213 sayılı VUK'un 134. maddesi uyarınca ödenmesi gereken verginin doğruluğunu araştırmak, tespit etmek ve sağlamak amacıyla yapılan vergi incelemesi sırasında, lüzumlu görülen hallerde, sözü edilen 141. madde uyarınca, vergilendirme ile ilgili olaylar ve hesap durumları tutanağa bağlanarak belgelendirilmektedir. Vergi inceleme raporlarının eki tutanaklar; gerçek veya gerçeğe en yakın gelirin vergilendirilmesini ortaya koyacak delil niteliğini haiz, inceleme esnasında gerek görülen maddi olay ve kayıt düzenine ilişkin hesap ve işlemleri belgelendiren, inceleme elemanının tespitleriyle birlikte incelenenin de itiraz ve açıklamalarının serbestçe aktarıldığı belgelerdir. Bu bakımdan, vergilendirilecek matrahın tespitinde olduğu gibi, saptanan hasılattan gerçek manada gerçekleşen giderlerin tespiti ve indiriminin yapılamadığı durumlarda, bu hasılata mükellef veya temsilcinin beyan ettiği oranın uygulanmasıyla vergilendirilecek kazancın hesaplanmasında, yasal temele uygun olarak düzenlenen tutanakların dayanak alınması sorun oluşturmaz; hukuka aykırı düşmez.

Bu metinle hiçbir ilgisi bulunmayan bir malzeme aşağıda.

// src/digest.rs
//! Digest building and message rendering.
//!
//! Every outgoing message is `header`, then one or more blocks, then
//! `footer`, joined by newlines, and never longer than `max_len` characters.

use chrono::{Duration, NaiveDate};
use chrono_tz::Tz;

use crate::category::Category;
use crate::config::rules::{Trigger, TriggerRule};
use crate::ingest::types::{Event, Impact};
use crate::window::{Due, Occurrence};

/// Discord's message limit.
pub const DEFAULT_MAX_MESSAGE_LEN: usize = 2000;

const ELLIPSIS: char = '…';

fn char_len(s: &str) -> usize {
    s.chars().count()
}

/// Cut `s` to at most `max` characters, marking the cut with an ellipsis.
pub fn truncate_chars(s: &str, max: usize) -> String {
    if char_len(s) <= max {
        return s.to_string();
    }
    if max == 0 {
        return String::new();
    }
    let mut out: String = s.chars().take(max - 1).collect();
    out.push(ELLIPSIS);
    out
}

/// HIGH-impact events whose local date lies in `[from, to]`, ordered by
/// time and then title.
pub fn select_digest_events(events: &[Event], from: NaiveDate, to: NaiveDate) -> Vec<&Event> {
    let mut out: Vec<&Event> = events
        .iter()
        .filter(|ev| ev.impact == Impact::High)
        .filter(|ev| {
            let d = ev.occurs_at.date_naive();
            d >= from && d <= to
        })
        .collect();
    out.sort_by(|a, b| {
        a.occurs_at
            .cmp(&b.occurs_at)
            .then_with(|| a.title.cmp(&b.title))
    });
    out
}

/// Local date range a calendar occurrence reports on.
pub fn digest_range(occurrence: &Occurrence<'_>) -> Option<(NaiveDate, NaiveDate)> {
    match occurrence {
        Occurrence::Day(d) => Some((*d, *d)),
        // The full week starting the day after the trigger date.
        Occurrence::Week { anchor_date } => {
            let from = *anchor_date + Duration::days(1);
            Some((from, from + Duration::days(6)))
        }
        Occurrence::Event(_) => None,
    }
}

/// Split blocks into messages of at most `max_len` characters.
///
/// Blocks keep their order and each lands in exactly one message; every
/// message starts with `header` and ends with `footer`. A block that cannot
/// fit even on its own is truncated.
pub fn chunk_messages(header: &str, blocks: &[String], footer: &str, max_len: usize) -> Vec<String> {
    let header_len = char_len(header);
    let footer_cost = if footer.is_empty() { 0 } else { 1 + char_len(footer) };
    let block_room = max_len.saturating_sub(header_len + 1 + footer_cost);

    let close = |mut msg: String| {
        if !footer.is_empty() {
            msg.push('\n');
            msg.push_str(footer);
        }
        msg
    };

    let mut out = Vec::new();
    let mut current = header.to_string();
    let mut current_len = header_len;
    let mut has_blocks = false;

    for block in blocks {
        let block = truncate_chars(block, block_room);
        let block_len = char_len(&block);
        if has_blocks && current_len + 1 + block_len + footer_cost > max_len {
            out.push(close(std::mem::replace(&mut current, header.to_string())));
            current_len = header_len;
            has_blocks = false;
        }
        if !current.is_empty() {
            current.push('\n');
            current_len += 1;
        }
        current.push_str(&block);
        current_len += block_len;
        has_blocks = true;
    }
    out.push(close(current));
    out
}

fn figures_line(ev: &Event) -> Option<String> {
    let mut parts = Vec::new();
    if let Some(f) = &ev.forecast {
        parts.push(format!("Forecast: {f}"));
    }
    if let Some(p) = &ev.previous {
        parts.push(format!("Previous: {p}"));
    }
    (!parts.is_empty()).then(|| format!("   {}", parts.join(" | ")))
}

fn title_line(time_label: &str, ev: &Event) -> String {
    match &ev.currency {
        Some(cur) => format!("**{time_label}** {} | 🪙 {cur}", ev.title),
        None => format!("**{time_label}** {}", ev.title),
    }
}

/// Renders digests and single-event messages for one pass.
#[derive(Debug, Clone)]
pub struct MessageLayout<'a> {
    pub tz: Tz,
    pub reference_link: &'a str,
    pub max_len: usize,
}

impl MessageLayout<'_> {
    fn footer(&self) -> String {
        if self.reference_link.trim().is_empty() {
            String::new()
        } else {
            format!("🔗 {}", self.reference_link.trim())
        }
    }

    fn upcoming_block(&self, ev: &Event, time_fmt: &str) -> String {
        let label = ev.occurs_at.format(time_fmt).to_string();
        let mut block = title_line(&label, ev);
        if let Some(fig) = figures_line(ev) {
            block.push('\n');
            block.push_str(&fig);
        }
        block
    }

    fn result_block(&self, ev: &Event) -> String {
        let label = ev.occurs_at.format("%H:%M").to_string();
        let mut block = title_line(&label, ev);
        block.push_str(&format!(
            "\n   Actual: {} | Forecast: {} | Previous: {}",
            ev.actual.as_deref().unwrap_or("pending"),
            ev.forecast.as_deref().unwrap_or("-"),
            ev.previous.as_deref().unwrap_or("-"),
        ));
        block
    }

    /// Header, placeholder and blocks of a calendar digest.
    pub fn digest(&self, category: Category, occurrence: &Occurrence<'_>, events: &[Event]) -> Vec<String> {
        let Some((from, to)) = digest_range(occurrence) else {
            return Vec::new();
        };
        let selected = select_digest_events(events, from, to);
        let tz = self.tz.name();

        let (header, placeholder) = match category {
            Category::Results => (
                format!("📊 **High-impact results for {}** ({tz})", from.format("%A %d %B %Y")),
                "No high-impact events were scheduled for this day.",
            ),
            Category::Weekly => (
                format!(
                    "🗓️ **High-impact events {} – {}** ({tz})",
                    from.format("%a %d %b"),
                    to.format("%a %d %b %Y")
                ),
                "No high-impact events next week.",
            ),
            Category::Daily | Category::Reminder => (
                format!("📅 **High-impact events for {}** ({tz})", from.format("%A %d %B %Y")),
                "No high-impact events today.",
            ),
        };

        let blocks: Vec<String> = if selected.is_empty() {
            vec![placeholder.to_string()]
        } else {
            selected
                .into_iter()
                .map(|ev| match category {
                    Category::Results => self.result_block(ev),
                    Category::Weekly => self.upcoming_block(ev, "%a %d %b %H:%M"),
                    Category::Daily | Category::Reminder => self.upcoming_block(ev, "%H:%M"),
                })
                .collect()
        };

        chunk_messages(&header, &blocks, &self.footer(), self.max_len)
    }

    /// Message for one event-scoped occurrence.
    pub fn event_message(&self, category: Category, rule: &TriggerRule, ev: &Event) -> Vec<String> {
        let offset = match rule.trigger {
            Trigger::EventRelative { offset_minutes } => offset_minutes,
            Trigger::Absolute { .. } => 0,
        };
        let (header, block) = match category {
            Category::Results => ("📊 **Result released**".to_string(), self.result_block(ev)),
            _ => {
                let header = if offset < 0 {
                    format!("⏰ **Starting in {} min** | 🔥 {}", -offset, ev.impact)
                } else {
                    format!("⏰ **Starting now** | 🔥 {}", ev.impact)
                };
                (header, self.upcoming_block(ev, "%H:%M %Z"))
            }
        };
        chunk_messages(&header, &[block], &self.footer(), self.max_len)
    }

    pub fn render(&self, category: Category, rule: &TriggerRule, due: &Due<'_>, events: &[Event]) -> Vec<String> {
        match due.occurrence {
            Occurrence::Event(ev) => self.event_message(category, rule, ev),
            ref calendar => self.digest(category, calendar, events),
        }
    }
}

#[cfg(test)]
mod tests {
    use super::*;
    use chrono::{TimeZone, Utc};

    fn ev(title: &str, h: u32, m: u32, impact: Impact) -> Event {
        Event {
            title: title.into(),
            impact,
            occurs_at: Utc.with_ymd_and_hms(2024, 3, 1, h, m, 0).unwrap().with_timezone(&Tz::UTC),
            currency: Some("USD".into()),
            actual: None,
            forecast: Some("3.1%".into()),
            previous: None,
        }
    }

    fn layout() -> MessageLayout<'static> {
        MessageLayout {
            tz: Tz::UTC,
            reference_link: "https://example.test/calendar",
            max_len: DEFAULT_MAX_MESSAGE_LEN,
        }
    }

    #[test]
    fn selection_filters_sorts_and_breaks_ties_by_title() {
        let events = vec![
            ev("Zeta", 13, 30, Impact::High),
            ev("Alpha", 13, 30, Impact::High),
            ev("Early", 8, 0, Impact::High),
            ev("Quiet", 9, 0, Impact::Low),
        ];
        let d = NaiveDate::from_ymd_opt(2024, 3, 1).unwrap();
        let titles: Vec<&str> = select_digest_events(&events, d, d)
            .iter()
            .map(|e| e.title.as_str())
            .collect();
        assert_eq!(titles, vec!["Early", "Alpha", "Zeta"]);
    }

    #[test]
    fn chunking_respects_limit_and_order() {
        let blocks: Vec<String> = (0..40).map(|i| format!("block-{i:02} {}", "x".repeat(30))).collect();
        let msgs = chunk_messages("HEADER", &blocks, "FOOTER", 200);
        assert!(msgs.len() > 1);
        let mut seen = Vec::new();
        for m in &msgs {
            assert!(m.chars().count() <= 200, "too long: {}", m.chars().count());
            let lines: Vec<&str> = m.lines().collect();
            assert_eq!(lines.first(), Some(&"HEADER"));
            assert_eq!(lines.last(), Some(&"FOOTER"));
            seen.extend(lines[1..lines.len() - 1].iter().map(|s| s.to_string()));
        }
        assert_eq!(seen, blocks);
    }

    #[test]
    fn oversized_block_is_truncated() {
        let msgs = chunk_messages("H", &["y".repeat(500)], "F", 100);
        assert_eq!(msgs.len(), 1);
        assert_eq!(msgs[0].chars().count(), 100);
        assert!(msgs[0].contains('…'));
    }

    #[test]
    fn empty_digest_has_placeholder_and_footer() {
        let d = NaiveDate::from_ymd_opt(2024, 3, 1).unwrap();
        let msgs = layout().digest(Category::Daily, &Occurrence::Day(d), &[]);
        assert_eq!(msgs.len(), 1);
        assert!(msgs[0].contains("No high-impact events today."));
        assert!(msgs[0].ends_with("🔗 https://example.test/calendar"));
    }

    #[test]
    fn weekly_range_starts_next_day() {
        let sunday = NaiveDate::from_ymd_opt(2024, 2, 25).unwrap();
        let (from, to) = digest_range(&Occurrence::Week { anchor_date: sunday }).unwrap();
        assert_eq!(from, NaiveDate::from_ymd_opt(2024, 2, 26).unwrap());
        assert_eq!(to, NaiveDate::from_ymd_opt(2024, 3, 3).unwrap());

        let events = vec![ev("CPI", 13, 30, Impact::High)];
        let msgs = layout().digest(Category::Weekly, &Occurrence::Week { anchor_date: sunday }, &events);
        assert!(msgs[0].contains("**Fri 01 Mar 13:30** CPI | 🪙 USD"));
    }

    #[test]
    fn results_show_pending_actual() {
        let d = NaiveDate::from_ymd_opt(2024, 3, 1).unwrap();
        let events = vec![ev("CPI", 13, 30, Impact::High)];
        let msgs = layout().digest(Category::Results, &Occurrence::Day(d), &events);
        assert!(msgs[0].contains("Actual: pending | Forecast: 3.1% | Previous: -"));
    }

    #[test]
    fn reminder_mentions_lead_time() {
        let rule = TriggerRule::per_event(-30, 120);
        let e = ev("CPI Release", 13, 30, Impact::High);
        let msgs = layout().event_message(Category::Reminder, &rule, &e);
        assert_eq!(msgs.len(), 1);
        assert!(msgs[0].starts_with("⏰ **Starting in 30 min** | 🔥 HIGH"));
        assert!(msgs[0].contains("CPI Release"));
        assert!(msgs[0].contains("Forecast: 3.1%"));
    }
}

Vergilendirmede ispatlama, her türlü delilin serbestçe kullanılması ve ekonomik gereklere göre değerlendirilmesi suretiyle yapılmaktadır. Zira, vergi matrahının ve vergiye tabi olayların tespiti ve ispatlanması, bu olaylara ilişkin her türlü delilin serbestçe kullanılması ile mümkün olabilmektedir. Bu bakımdan, maddi ve biçimsel delil sisteminin uygulanması sonucu olarak vergi yasalarının uygulanmasında, vergi güvenliği ve vergi adaleti yönünden ortaya çıkan sakıncaları gidermek amacıyla, vergi usul hukukunda serbest delil sistemi benimsenmiştir. Bu amaca uygun olarak da 213 sayılı Kanunun 3/B maddesinin ilk fıkrasında, vergilendirmede vergiyi doğuran olay ve bu olaya ilişkin işlemlerin gerçek mahiyeti ve oluş şeklinin esas alınacağı ilkesi açıklanarak vergi uygulamalarında her şeyden önce olayın, gösterildiği şekilde değil gerçek yönüyle ele alınması ve buna göre işlem yapılması gerektiği belirtilmiş, ikinci fıkrasında ise vergiyi doğuran olay ve işlemlerin gerçek mahiyetinin her türlü delille ispatlanabileceği söylenmek suretiyle, şimdiye kadar kabul edildiği üzere, ispatlamanın sadece defter ve belge gibi maddi ve şekli delillerle değil, her türlü delil ile tespit edilebileceği öngörülmüştür. Böylece vergiye tabi olay ve işlemlerin defter, kayıt ve belge gibi maddi delillerle ispat olunabileceği gibi bu olay ve işlemler bunlar dışında kalan her türlü ispatlama araçlarıyla da tespit edilebileceğine olanak sağlanmıştır. Uygulamada da, genellikle yargı organlarınca kabul edilen; yükümlünün bildirimleri ve beyanları, defter, kayıt ve belgeleri, hukuka uygun düzenlenen özel sözleşmeler, ikrar, olayla ilgili olan ve husumet bulunmayan tanık beyanları, bilirkişi raporları, fiili envanter vb. unsurlar ispatlamada, belirleyici ölçüde, delil olarak kabul görmüştür.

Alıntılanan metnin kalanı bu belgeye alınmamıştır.